To do> The data is to be retyped in full, exactly.

*** Dataset records

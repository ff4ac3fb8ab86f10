use axum::extract::State;
use axum::http::{header, HeaderValue, Method, StatusCode};
use axum::routing::get;
use axum::{Json, Router};
use serde_json::{json, Value};
use tower_http::cors::CorsLayer;
use tower_http::trace::TraceLayer;

use crate::state::AppState;
use crate::{auth, events};

/// Assembles every route with CORS and request tracing.
pub fn build_router(state: AppState) -> Router {
    let cors = cors_layer(&state.config.frontend_origin);

    Router::new()
        .route("/health", get(health))
        .nest("/auth", auth::router())
        .merge(events::router())
        .layer(cors)
        .layer(TraceLayer::new_for_http())
        .with_state(state)
}

// The frontend sends the session cookie cross-origin, so the origin has to be exact.
fn cors_layer(frontend_origin: &str) -> CorsLayer {
    let base = CorsLayer::new()
        .allow_methods([Method::GET, Method::POST])
        .allow_headers([header::CONTENT_TYPE]);

    match HeaderValue::from_str(frontend_origin) {
        Ok(origin) => base.allow_origin(origin).allow_credentials(true),
        Err(_) => {
            tracing::warn!("FRONTEND_ORIGIN {} is not a valid header value", frontend_origin);
            base
        }
    }
}

async fn health(State(state): State<AppState>) -> (StatusCode, Json<Value>) {
    match state.store.ping().await {
        Ok(()) => (StatusCode::OK, Json(json!({ "status": "ok" }))),
        Err(e) => {
            tracing::error!("Health check failed: {}", e);
            (
                StatusCode::SERVICE_UNAVAILABLE,
                Json(json!({ "status": "unavailable" })),
            )
        }
    }
}
use std::net::SocketAddr;
use std::sync::Arc;

use anyhow::Context;
use teamsync::config::Config;
use teamsync::db::{create_pool, run_migrations};
use teamsync::server::build_router;
use teamsync::state::AppState;
use teamsync::store::PgIdentityStore;
use tracing_subscriber::{layer::SubscriberExt, util::SubscriberInitExt};

#[tokio::main]
async fn main() -> anyhow::Result<()> {
    // Initialize tracing
    tracing_subscriber::registry()
        .with(
            tracing_subscriber::EnvFilter::try_from_default_env()
                .unwrap_or_else(|_| "teamsync=debug,tower_http=debug".into()),
        )
        .with(tracing_subscriber::fmt::layer())
        .init();

    let config = Config::from_env().context("Failed to load configuration")?;

    tracing::info!("Starting teamsync server...");
    tracing::info!("Connecting to database...");

    let pool = create_pool(&config.database_url)
        .await
        .context("Failed to connect to database")?;
    tracing::info!("Database connection established");

    if config.run_migrations {
        run_migrations(&pool)
            .await
            .context("Failed to run migrations")?;
        tracing::info!("Migrations applied");
    }

    tracing::info!("User delete mode: {:?}", config.user_delete_mode);

    let addr: SocketAddr = config
        .server_addr()
        .parse()
        .context("Invalid server address")?;

    let store = Arc::new(PgIdentityStore::new(pool.clone()));
    let state = AppState::new(config, store)?;
    let app = build_router(state);

    let listener = tokio::net::TcpListener::bind(addr).await?;
    tracing::info!("Listening on {}", addr);

    axum::serve(listener, app)
        .with_graceful_shutdown(shutdown_signal())
        .await?;

    tracing::info!("Shutting down, closing database pool");
    pool.close().await;

    Ok(())
}

async fn shutdown_signal() {
    let ctrl_c = async {
        if let Err(e) = tokio::signal::ctrl_c().await {
            tracing::error!("Failed to listen for Ctrl-C: {}", e);
            std::future::pending::<()>().await;
        }
    };

    #[cfg(unix)]
    let terminate = async {
        match tokio::signal::unix::signal(tokio::signal::unix::SignalKind::terminate()) {
            Ok(mut signal) => {
                signal.recv().await;
            }
            Err(e) => {
                tracing::error!("Failed to listen for SIGTERM: {}", e);
                std::future::pending::<()>().await;
            }
        }
    };

    #[cfg(not(unix))]
    let terminate = std::future::pending::<()>();

    tokio::select! {
        _ = ctrl_c => {},
        _ = terminate => {},
    }
}
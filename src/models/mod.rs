pub mod user;
pub mod workspace;
pub mod workspace_member;

pub use user::*;
pub use workspace::*;
pub use workspace_member::*;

******

Completed task>
repository ff4ac3fb8ab86f10
use axum::extract::State;
use axum::http::{header, HeaderValue, Method, StatusCode};
use axum::routing::get;
use axum::{Json, Router};
use serde_json::{json, Value};
use tower_http::cors::CorsLayer;
use tower_http::trace::TraceLayer;

use crate::state::AppState;
use crate::{auth, events};

/// Assembles every route with CORS and request tracing.
pub fn build_router(state: AppState) -> Router {
    let cors = cors_layer(&state.config.frontend_origin);

    Router::new()
        .route("/health", get(health))
        .nest("/auth", auth::router())
        .merge(events::router())
        .layer(cors)
        .layer(TraceLayer::new_for_http())
        .with_state(state)
}

// The frontend sends the session cookie cross-origin, so the origin has to be exact.
fn cors_layer(frontend_origin: &str) -> CorsLayer {
    let base = CorsLayer::new()
        .allow_methods([Method::GET, Method::POST])
        .allow_headers([header::CONTENT_TYPE]);

    match HeaderValue::from_str(frontend_origin) {
        Ok(origin) => base.allow_origin(origin).allow_credentials(true),
        Err(_) => {
            tracing::warn!("FRONTEND_ORIGIN {} is not a valid header value", frontend_origin);
            base
        }
    }
}

async fn health(State(state): State<AppState>) -> (StatusCode, Json<Value>) {
    match state.store.ping().await {
        Ok(()) => (StatusCode::OK, Json(json!({ "status": "ok" }))),
        Err(e) => {
            tracing::error!("Health check failed: {}", e);
            (
                StatusCode::SERVICE_UNAVAILABLE,
                Json(json!({ "status": "unavailable" })),
            )
        }
    }
}
use std::net::SocketAddr;
use std::sync::Arc;

use anyhow::Context;
use teamsync::config::Config;
use teamsync::db::{create_pool, run_migrations};
use teamsync::server::build_router;
use teamsync::state::AppState;
use teamsync::store::PgIdentityStore;
use tracing_subscriber::{layer::SubscriberExt, util::SubscriberInitExt};

#[tokio::main]
async fn main() -> anyhow::Result<()> {
    // Initialize tracing
    tracing_subscriber::registry()
        .with(
            tracing_subscriber::EnvFilter::try_from_default_env()
                .unwrap_or_else(|_| "teamsync=debug,tower_http=debug".into()),
        )
        .with(tracing_subscriber::fmt::layer())
        .init();

    let config = Config::from_env().context("Failed to load configuration")?;

    tracing::info!("Starting teamsync server...");
    tracing::info!("Connecting to database...");

    let pool = create_pool(&config.database_url)
        .await
        .context("Failed to connect to database")?;
    tracing::info!("Database connection established");

    if config.run_migrations {
        run_migrations(&pool)
            .await
            .context("Failed to run migrations")?;
        tracing::info!("Migrations applied");
    }

    tracing::info!("User delete mode: {:?}", config.user_delete_mode);

    let addr: SocketAddr = config
        .server_addr()
        .parse()
        .context("Invalid server address")?;

    let store = Arc::new(PgIdentityStore::new(pool.clone()));
    let state = AppState::new(config, store)?;
    let app = build_router(state);

    let listener = tokio::net::TcpListener::bind(addr).await?;
    tracing::info!("Listening on {}", addr);

    axum::serve(listener, app)
        .with_graceful_shutdown(shutdown_signal())
        .await?;

    tracing::info!("Shutting down, closing database pool");
    pool.close().await;

    Ok(())
}

async fn shutdown_signal() {
    let ctrl_c = async {
        if let Err(e) = tokio::signal::ctrl_c().await {
            tracing::error!("Failed to listen for Ctrl-C: {}", e);
            std::future::pending::<()>().await;
        }
    };

    #[cfg(unix)]
    let terminate = async {
        match tokio::signal::unix::signal(tokio::signal::unix::SignalKind::terminate()) {
            Ok(mut signal) => {
                signal.recv().await;
            }
            Err(e) => {
                tracing::error!("Failed to listen for SIGTERM: {}", e);
                std::future::pending::<()>().await;
            }
        }
    };

    #[cfg(not(unix))]
    let terminate = std::future::pending::<()>();

    tokio::select! {
        _ = ctrl_c => {},
        _ = terminate => {},
    }
}
filename src/models/mod.rs
pub mod user;
pub mod workspace;
pub mod workspace_member;

pub use user::*;
pub use workspace::*;
pub use workspace_member::*;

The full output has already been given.